*Brief*
Filter the entries for the string "pairs". Copy each line that has it.

*Data in this exercise*
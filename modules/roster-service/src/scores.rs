//! Where the roster mapping comes from.

use std::collections::BTreeMap;

/// The roster reconciled when no scores file is configured.
pub fn default_roster() -> Vec<(String, i64)> {
    [("sander", 20), ("bob", 45), ("claire", 23), ("wizard", 60)]
        .into_iter()
        .map(|(name, points)| (name.to_string(), points))
        .collect()
}

/// Parse a JSON object of `{"name": points}`. Names come back sorted.
pub fn parse(json: &str) -> Result<Vec<(String, i64)>, String> {
    let map: BTreeMap<String, i64> =
        serde_json::from_str(json).map_err(|e| format!("Invalid scores JSON: {}", e))?;
    Ok(map.into_iter().collect())
}

pub fn load_file(path: &str) -> Result<Vec<(String, i64)>, String> {
    let json = std::fs::read_to_string(path)
        .map_err(|e| format!("Failed to read scores file {}: {}", path, e))?;
    parse(&json)
}
//! Top-level interactive menu.

use std::io::{BufRead, Write};

use crate::browser;
use crate::console::Console;
use crate::db::EntryStore;
use crate::error::{JournalError, Result};
use crate::intake;

/// Menu choices, one keystroke each.
#[derive(Debug, Clone, Copy, PartialEq, Eq)]
pub enum Command {
    /// Add an entry: `a`
    Add,
    /// View all entries: `v`
    View,
    /// Search entries: `s`
    Search,
    /// Quit: `q`
    Quit,
}

impl Command {
    /// Options in display order.
    pub const MENU: [Command; 4] = [Command::Add, Command::View, Command::Search, Command::Quit];

    pub fn parse(input: &str) -> Option<Self> {
        match input.trim().to_lowercase().as_str() {
            "a" => Some(Self::Add),
            "v" => Some(Self::View),
            "s" => Some(Self::Search),
            "q" => Some(Self::Quit),
            _ => None,
        }
    }

    pub fn key(self) -> char {
        match self {
            Self::Add => 'a',
            Self::View => 'v',
            Self::Search => 's',
            Self::Quit => 'q',
        }
    }

    pub fn label(self) -> &'static str {
        match self {
            Self::Add => "Add an entry",
            Self::View => "View all journal entries",
            Self::Search => "Search for an entry",
            Self::Quit => "Quit",
        }
    }
}

/// Show the menu until the user quits or input ends.
///
/// Store failures inside a handler are reported and the menu is shown
/// again; console failures end the session.
pub fn run_menu<S, R, W>(store: &S, console: &mut Console<R, W>) -> Result<()>
where
    S: EntryStore + ?Sized,
    R: BufRead,
    W: Write,
{
    loop {
        console.clear()?;
        console.say("Here's your journal. Add, view, search and delete entries.")?;
        console.say("Press q to quit\n")?;
        for command in Command::MENU {
            console.say(&format!("{}) {}", command.key(), command.label()))?;
        }

        let Some(choice) = console.prompt("\nChoose one of the options above:")? else {
            log::debug!("Input closed, leaving menu");
            return Ok(());
        };
        let Some(command) = Command::parse(&choice) else {
            log::debug!("Ignoring unknown menu choice {:?}", choice.trim());
            continue;
        };
        log::debug!("Menu command: {:?}", command);

        console.clear()?;
        let result = match command {
            Command::Add => intake::add_entry(store, console).map(|_| ()),
            Command::View => browser::view_entries(store, console, None).map(|_| ()),
            Command::Search => browser::search_entries(store, console).map(|_| ()),
            Command::Quit => return Ok(()),
        };

        match result {
            Ok(()) => {}
            Err(e @ JournalError::Io(_)) => return Err(e),
            Err(e) => {
                log::error!("{} failed: {}", command.label(), e);
                console.say(&format!("\nSomething went wrong: {}\n", e))?;
            }
        }
    }
}
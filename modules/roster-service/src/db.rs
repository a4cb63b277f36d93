//! SQLite database operations for the student roster.

use rusqlite::{Connection, ErrorCode, Result as SqliteResult};
use std::sync::{Mutex, MutexGuard};

#[derive(Debug, Clone, PartialEq, Eq)]
pub struct Student {
    pub id: i64,
    pub username: String,
    pub points: i64,
}

#[derive(Debug, Default, Clone, PartialEq, Eq)]
pub struct UpsertSummary {
    pub inserted: usize,
    pub updated: usize,
    pub unchanged: usize,
}

pub struct Db {
    conn: Mutex<Connection>,
}

impl Db {
    pub fn open(path: &str) -> SqliteResult<Self> {
        let conn = if path == ":memory:" {
            Connection::open_in_memory()?
        } else {
            Connection::open(path)?
        };
        conn.execute_batch("PRAGMA journal_mode=WAL; PRAGMA foreign_keys=ON;")?;
        let db = Self {
            conn: Mutex::new(conn),
        };
        db.create_tables()?;
        Ok(db)
    }

    fn create_tables(&self) -> SqliteResult<()> {
        let conn = self.conn();
        conn.execute(
            "CREATE TABLE IF NOT EXISTS students (
                id INTEGER PRIMARY KEY AUTOINCREMENT,
                username TEXT NOT NULL UNIQUE,
                points INTEGER NOT NULL DEFAULT 0,
                created_at TEXT NOT NULL DEFAULT (datetime('now')),
                updated_at TEXT NOT NULL DEFAULT (datetime('now'))
            )",
            [],
        )?;
        Ok(())
    }

    fn conn(&self) -> MutexGuard<'_, Connection> {
        self.conn.lock().unwrap_or_else(|e| e.into_inner())
    }

    /// Merge `scores` into the table.
    ///
    /// Each student is inserted; when the username already exists the stored
    /// points are compared and only overwritten if they differ. The batch is
    /// applied in one transaction.
    pub fn upsert_scores(&self, scores: &[(String, i64)]) -> Result<UpsertSummary, String> {
        let mut conn = self.conn();
        let tx = conn
            .transaction()
            .map_err(|e| format!("Failed to begin transaction: {}", e))?;

        let mut summary = UpsertSummary::default();
        for (username, points) in scores {
            let inserted = tx.execute(
                "INSERT INTO students (username, points) VALUES (?1, ?2)",
                rusqlite::params![username, points],
            );
            match inserted {
                Ok(_) => summary.inserted += 1,
                Err(rusqlite::Error::SqliteFailure(err, _))
                    if err.code == ErrorCode::ConstraintViolation =>
                {
                    let existing: i64 = tx
                        .query_row(
                            "SELECT points FROM students WHERE username = ?1",
                            rusqlite::params![username],
                            |r| r.get(0),
                        )
                        .map_err(|e| format!("Failed to load student {}: {}", username, e))?;

                    if existing == *points {
                        summary.unchanged += 1;
                        continue;
                    }
                    tx.execute(
                        "UPDATE students
                         SET points = ?1,
                             updated_at = datetime('now')
                         WHERE username = ?2",
                        rusqlite::params![points, username],
                    )
                    .map_err(|e| format!("Failed to update student {}: {}", username, e))?;
                    log::debug!("Updated {} from {} to {} points", username, existing, points);
                    summary.updated += 1;
                }
                Err(e) => return Err(format!("Failed to insert student {}: {}", username, e)),
            }
        }

        tx.commit()
            .map_err(|e| format!("Failed to commit roster: {}", e))?;
        Ok(summary)
    }

    pub fn list_students(&self) -> Result<Vec<Student>, String> {
        let conn = self.conn();
        let mut stmt = conn
            .prepare("SELECT id, username, points FROM students ORDER BY username ASC")
            .map_err(|e| format!("Failed to prepare query: {}", e))?;

        let students = stmt
            .query_map([], |row| {
                Ok(Student {
                    id: row.get(0)?,
                    username: row.get(1)?,
                    points: row.get(2)?,
                })
            })
            .map_err(|e| format!("Failed to query students: {}", e))?
            .collect::<Result<Vec<_>, _>>()
            .map_err(|e| format!("Failed to collect students: {}", e))?;
        Ok(students)
    }
}

#[cfg(test)]
mod tests {
    use super::*;

    fn scores(pairs: &[(&str, i64)]) -> Vec<(String, i64)> {
        pairs.iter().map(|(n, p)| (n.to_string(), *p)).collect()
    }

    fn points_of(db: &Db, username: &str) -> Option<i64> {
        db.list_students()
            .unwrap()
            .into_iter()
            .find(|s| s.username == username)
            .map(|s| s.points)
    }

    #[test]
    fn test_first_run_inserts_everything() {
        let db = Db::open(":memory:").unwrap();
        let summary = db
            .upsert_scores(&scores(&[("sander", 20), ("bob", 45)]))
            .unwrap();

        assert_eq!(
            summary,
            UpsertSummary {
                inserted: 2,
                updated: 0,
                unchanged: 0
            }
        );
        let names: Vec<String> = db.list_students().unwrap().into_iter().map(|s| s.username).collect();
        assert_eq!(names, vec!["bob", "sander"]);
    }

    #[test]
    fn test_second_run_is_idempotent() {
        let db = Db::open(":memory:").unwrap();
        let roster = scores(&[("sander", 20), ("bob", 45), ("claire", 23)]);
        db.upsert_scores(&roster).unwrap();
        let before = db.list_students().unwrap();

        let summary = db.upsert_scores(&roster).unwrap();

        assert_eq!(summary.unchanged, 3);
        assert_eq!(summary.inserted + summary.updated, 0);
        assert_eq!(db.list_students().unwrap(), before);
    }

    #[test]
    fn test_changed_score_is_overwritten() {
        let db = Db::open(":memory:").unwrap();
        db.upsert_scores(&scores(&[("bob", 45), ("wizard", 60)])).unwrap();
        let bob_id = db.list_students().unwrap()[0].id;

        let summary = db
            .upsert_scores(&scores(&[("bob", 50), ("wizard", 60), ("claire", 23)]))
            .unwrap();

        assert_eq!(
            summary,
            UpsertSummary {
                inserted: 1,
                updated: 1,
                unchanged: 1
            }
        );
        assert_eq!(points_of(&db, "bob"), Some(50));
        assert_eq!(db.list_students().unwrap()[0].id, bob_id);
    }

    #[test]
    fn test_duplicate_names_in_one_batch() {
        let db = Db::open(":memory:").unwrap();
        let summary = db
            .upsert_scores(&scores(&[("bob", 1), ("bob", 2)]))
            .unwrap();
        assert_eq!(summary.inserted, 1);
        assert_eq!(summary.updated, 1);
        assert_eq!(points_of(&db, "bob"), Some(2));
    }

    #[test]
    fn test_reopen_file_keeps_roster() {
        let dir = tempfile::tempdir().unwrap();
        let path = dir.path().join("students.db");
        let path = path.to_str().unwrap();

        Db::open(path)
            .unwrap()
            .upsert_scores(&scores(&[("claire", 23)]))
            .unwrap();

        let db = Db::open(path).unwrap();
        assert_eq!(points_of(&db, "claire"), Some(23));
        let summary = db.upsert_scores(&scores(&[("claire", 23)])).unwrap();
        assert_eq!(summary.unchanged, 1);
    }
}
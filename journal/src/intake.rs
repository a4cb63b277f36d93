//! Add-entry workflow: collect, validate, confirm, persist.

use std::io::{BufRead, Write};

use journal_types::JournalEntry;

use crate::console::{BLOCK_END_MARKER, Console};
use crate::db::EntryStore;
use crate::error::Result;

#[derive(Debug, Clone, PartialEq, Eq)]
pub enum IntakeOutcome {
    Saved(JournalEntry),
    /// User answered anything other than yes; nothing was stored.
    Declined,
    /// Input was blank after trimming; the store was never contacted.
    Empty,
}

/// Run one pass of the add workflow. The store is called at most once, and
/// only after the user confirms non-empty text.
pub fn add_entry<S, R, W>(store: &S, console: &mut Console<R, W>) -> Result<IntakeOutcome>
where
    S: EntryStore + ?Sized,
    R: BufRead,
    W: Write,
{
    console.say(&format!(
        "Type your entry. Finish with Ctrl+D or a line containing only '{}':",
        BLOCK_END_MARKER
    ))?;

    let raw = console.read_block()?;
    let content = raw.trim();
    if content.is_empty() {
        console.say("\nNo input received!\n")?;
        return Ok(IntakeOutcome::Empty);
    }

    if !console.confirm("\nDo you want to save this? [yN]")? {
        console.say("\nInput not saved!\n")?;
        return Ok(IntakeOutcome::Declined);
    }

    let entry = store.insert(content)?;
    console.say("\nSaved successfully!\n")?;
    Ok(IntakeOutcome::Saved(entry))
}
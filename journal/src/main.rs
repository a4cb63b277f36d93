//! Journal: interactive terminal journal.
//!
//! Database location: JOURNAL_DB_PATH (default ./journal.db).
//!
//! Ctrl+C checkpoints the write-ahead log and exits with status 130. Every
//! write is a single committed statement, so an interrupt never leaves a
//! partial entry behind.

use std::io;
use std::process::ExitCode;
use std::sync::Arc;

use journal::config::Config;
use journal::console::Console;
use journal::db::Db;
use journal::menu;

/// Exit status for a process ended by SIGINT.
const INTERRUPTED_EXIT_CODE: i32 = 130;

fn main() -> ExitCode {
    dotenv::dotenv().ok();
    env_logger::init();

    let config = Config::from_env();

    log::info!("Opening database at: {}", config.database_path);
    let db = match Db::open(&config.database_path) {
        Ok(db) => Arc::new(db),
        Err(e) => {
            log::error!("Failed to open database: {}", e);
            eprintln!("Could not open journal at {}: {}", config.database_path, e);
            return ExitCode::FAILURE;
        }
    };

    let interrupt_db = Arc::clone(&db);
    if let Err(e) = ctrlc::set_handler(move || {
        log::info!("Interrupted, closing journal");
        if let Err(e) = interrupt_db.checkpoint() {
            log::warn!("WAL checkpoint on interrupt failed: {}", e);
        }
        std::process::exit(INTERRUPTED_EXIT_CODE);
    }) {
        log::warn!("Could not install Ctrl+C handler: {}", e);
    }

    match db.stats() {
        Ok(stats) => log::info!("Journal holds {} entries", stats.total_entries),
        Err(e) => log::warn!("Could not read journal stats: {}", e),
    }

    let stdin = io::stdin();
    let mut console =
        Console::new(stdin.lock(), io::stdout()).with_clear_screen(config.clear_screen);

    match menu::run_menu(db.as_ref(), &mut console) {
        Ok(()) => ExitCode::SUCCESS,
        Err(e) => {
            log::error!("Journal session ended with error: {}", e);
            eprintln!("{}", e);
            ExitCode::FAILURE
        }
    }
}
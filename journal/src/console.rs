//! Line and block input over any reader/writer pair.
//!
//! The workflows never touch stdin/stdout directly so they can be driven by
//! scripted input in tests.

use std::io::{self, BufRead, Write};

/// A line containing only this marker ends a multi-line block, as does end
/// of input (Ctrl+D on a terminal).
pub const BLOCK_END_MARKER: &str = ".";

const CLEAR_SEQUENCE: &str = "\x1b[2J\x1b[H";

pub struct Console<R, W> {
    input: R,
    output: W,
    clear_screen: bool,
}

impl<R: BufRead, W: Write> Console<R, W> {
    pub fn new(input: R, output: W) -> Self {
        Self {
            input,
            output,
            clear_screen: false,
        }
    }

    pub fn with_clear_screen(mut self, enabled: bool) -> Self {
        self.clear_screen = enabled;
        self
    }

    /// Print a line of output.
    pub fn say(&mut self, message: &str) -> io::Result<()> {
        writeln!(self.output, "{}", message)?;
        self.output.flush()
    }

    /// Print `message` and read one line. Returns `None` at end of input.
    /// The trailing newline is stripped; other whitespace is left alone.
    pub fn prompt(&mut self, message: &str) -> io::Result<Option<String>> {
        self.say(message)?;
        self.read_line()
    }

    /// Ask a yes/no question. Only `y` (any case, surrounding whitespace
    /// ignored) counts as yes; empty input and end of input are no.
    pub fn confirm(&mut self, message: &str) -> io::Result<bool> {
        let answer = self.prompt(message)?;
        Ok(is_affirmative(answer.as_deref()))
    }

    /// Read lines until end of input or a lone [`BLOCK_END_MARKER`] line.
    /// The marker itself is not part of the block.
    pub fn read_block(&mut self) -> io::Result<String> {
        let mut block = String::new();
        while let Some(line) = self.read_line()? {
            if line.trim_end() == BLOCK_END_MARKER {
                break;
            }
            block.push_str(&line);
            block.push('\n');
        }
        Ok(block)
    }

    pub fn clear(&mut self) -> io::Result<()> {
        if self.clear_screen {
            write!(self.output, "{}", CLEAR_SEQUENCE)?;
            self.output.flush()?;
        }
        Ok(())
    }

    pub fn into_output(self) -> W {
        self.output
    }

    fn read_line(&mut self) -> io::Result<Option<String>> {
        let mut line = String::new();
        if self.input.read_line(&mut line)? == 0 {
            return Ok(None);
        }
        if line.ends_with('\n') {
            line.pop();
            if line.ends_with('\r') {
                line.pop();
            }
        }
        Ok(Some(line))
    }
}

pub fn is_affirmative(answer: Option<&str>) -> bool {
    answer.is_some_and(|a| a.trim().eq_ignore_ascii_case("y"))
}
//! 逆地理编码：腾讯地图 `geocoder/v1` 接口
//!
//! 地址只是锦上添花，失败时由会话用 [`fallback_address`] 兜底。

use std::time::Duration;

use futures_util::future::{BoxFuture, FutureExt};
use reqwest::Client;
use serde::Deserialize;

use super::Coordinate;
use crate::error::GeocodeError;

pub trait ReverseGeocoder: Send + Sync {
    fn reverse_geocode(&self, coordinate: Coordinate) -> BoxFuture<'_, Result<String, GeocodeError>>;
}

/// 地址解析失败时的坐标文案
pub fn fallback_address(coordinate: Coordinate) -> String {
    format!(
        "position: {:.6}, {:.6}",
        coordinate.latitude(),
        coordinate.longitude()
    )
}

#[derive(Debug, Deserialize)]
struct GeocodeResponse {
    status: i64,
    #[serde(default)]
    message: String,
    result: Option<GeocodeResult>,
}

#[derive(Debug, Deserialize)]
struct GeocodeResult {
    #[serde(default)]
    address: String,
    formatted_addresses: Option<FormattedAddresses>,
}

#[derive(Debug, Default, Deserialize)]
struct FormattedAddresses {
    #[serde(default)]
    recommend: String,
    #[serde(default)]
    rough: String,
}

/// 逆地理编码 HTTP 客户端
pub struct GeocodeClient {
    client: Client,
    endpoint: String,
    key: String,
}

impl GeocodeClient {
    pub fn new(base_url: &str, key: &str, timeout: Duration) -> Result<Self, GeocodeError> {
        let client = Client::builder()
            .timeout(timeout)
            .connect_timeout(Duration::from_secs(5))
            .build()?;

        Ok(Self {
            client,
            endpoint: format!("{}/geocoder/v1/", base_url.trim_end_matches('/')),
            key: key.to_owned(),
        })
    }

    pub async fn lookup(&self, coordinate: Coordinate) -> Result<String, GeocodeError> {
        let location = format!("{},{}", coordinate.latitude(), coordinate.longitude());
        let response = self
            .client
            .get(&self.endpoint)
            .query(&[
                ("location", location.as_str()),
                ("key", self.key.as_str()),
                ("get_poi", "1"),
            ])
            .send()
            .await?
            .error_for_status()?;

        let body = response.text().await?;
        let parsed: GeocodeResponse =
            serde_json::from_str(&body).map_err(|e| GeocodeError::Malformed(e.to_string()))?;

        if parsed.status != 0 {
            return Err(GeocodeError::Status {
                status: parsed.status,
                message: parsed.message,
            });
        }

        let result = parsed
            .result
            .ok_or_else(|| GeocodeError::Malformed("missing result".into()))?;
        let formatted = result.formatted_addresses.unwrap_or_default();

        [result.address, formatted.recommend, formatted.rough]
            .into_iter()
            .find(|candidate| !candidate.trim().is_empty())
            .ok_or_else(|| GeocodeError::Malformed("empty address".into()))
    }
}

impl ReverseGeocoder for GeocodeClient {
    fn reverse_geocode(&self, coordinate: Coordinate) -> BoxFuture<'_, Result<String, GeocodeError>> {
        self.lookup(coordinate).boxed()
    }
}
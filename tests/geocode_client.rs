//! GeocodeClient 集成测试（wiremock）

use std::time::Duration;

use geotrack::error::GeocodeError;
use geotrack::location::{Coordinate, GeocodeClient};
use wiremock::matchers::{method, path, query_param};
use wiremock::{Mock, MockServer, ResponseTemplate};

fn test_client(base_url: &str) -> GeocodeClient {
    GeocodeClient::new(base_url, "test-key", Duration::from_secs(5))
        .expect("client construction should not fail")
}

fn beijing() -> Coordinate {
    Coordinate::new(39.9042, 116.4074).unwrap()
}

#[tokio::test]
async fn returns_address_on_success() {
    let server = MockServer::start().await;

    Mock::given(method("GET"))
        .and(path("/geocoder/v1/"))
        .and(query_param("location", "39.9042,116.4074"))
        .and(query_param("key", "test-key"))
        .and(query_param("get_poi", "1"))
        .respond_with(ResponseTemplate::new(200).set_body_json(serde_json::json!({
            "status": 0,
            "message": "query ok",
            "result": {
                "address": "北京市东城区东长安街",
                "formatted_addresses": {
                    "recommend": "天安门",
                    "rough": "东城区"
                }
            }
        })))
        .expect(1)
        .mount(&server)
        .await;

    let address = test_client(&server.uri())
        .lookup(beijing())
        .await
        .expect("should resolve address");
    assert_eq!(address, "北京市东城区东长安街");
}

#[tokio::test]
async fn falls_back_to_recommended_address() {
    let server = MockServer::start().await;

    Mock::given(method("GET"))
        .and(path("/geocoder/v1/"))
        .respond_with(ResponseTemplate::new(200).set_body_json(serde_json::json!({
            "status": 0,
            "message": "query ok",
            "result": {
                "address": "",
                "formatted_addresses": { "recommend": "天安门", "rough": "东城区" }
            }
        })))
        .mount(&server)
        .await;

    let address = test_client(&server.uri()).lookup(beijing()).await.unwrap();
    assert_eq!(address, "天安门");
}

#[tokio::test]
async fn non_zero_status_is_an_error() {
    let server = MockServer::start().await;

    Mock::given(method("GET"))
        .respond_with(ResponseTemplate::new(200).set_body_json(serde_json::json!({
            "status": 311,
            "message": "key格式错误"
        })))
        .mount(&server)
        .await;

    let err = test_client(&server.uri())
        .lookup(beijing())
        .await
        .expect_err("status 311 should fail");
    match err {
        GeocodeError::Status { status, message } => {
            assert_eq!(status, 311);
            assert_eq!(message, "key格式错误");
        }
        other => panic!("unexpected error: {other:?}"),
    }
}

#[tokio::test]
async fn malformed_payload_is_an_error() {
    let server = MockServer::start().await;

    Mock::given(method("GET"))
        .respond_with(ResponseTemplate::new(200).set_body_string("<html>gateway</html>"))
        .mount(&server)
        .await;

    let err = test_client(&server.uri()).lookup(beijing()).await.unwrap_err();
    assert!(matches!(err, GeocodeError::Malformed(_)), "got {err:?}");
}

#[tokio::test]
async fn http_error_status_is_an_error() {
    let server = MockServer::start().await;

    Mock::given(method("GET"))
        .respond_with(ResponseTemplate::new(502))
        .mount(&server)
        .await;

    let err = test_client(&server.uri()).lookup(beijing()).await.unwrap_err();
    assert!(matches!(err, GeocodeError::Http(_)), "got {err:?}");
}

*Answer to this task*
    fn scores(pairs: &[(&str, i64)]) -> Vec<(String, i64)> {
        pairs.iter().map(|(n, p)| (n.to_string(), *p)).collect()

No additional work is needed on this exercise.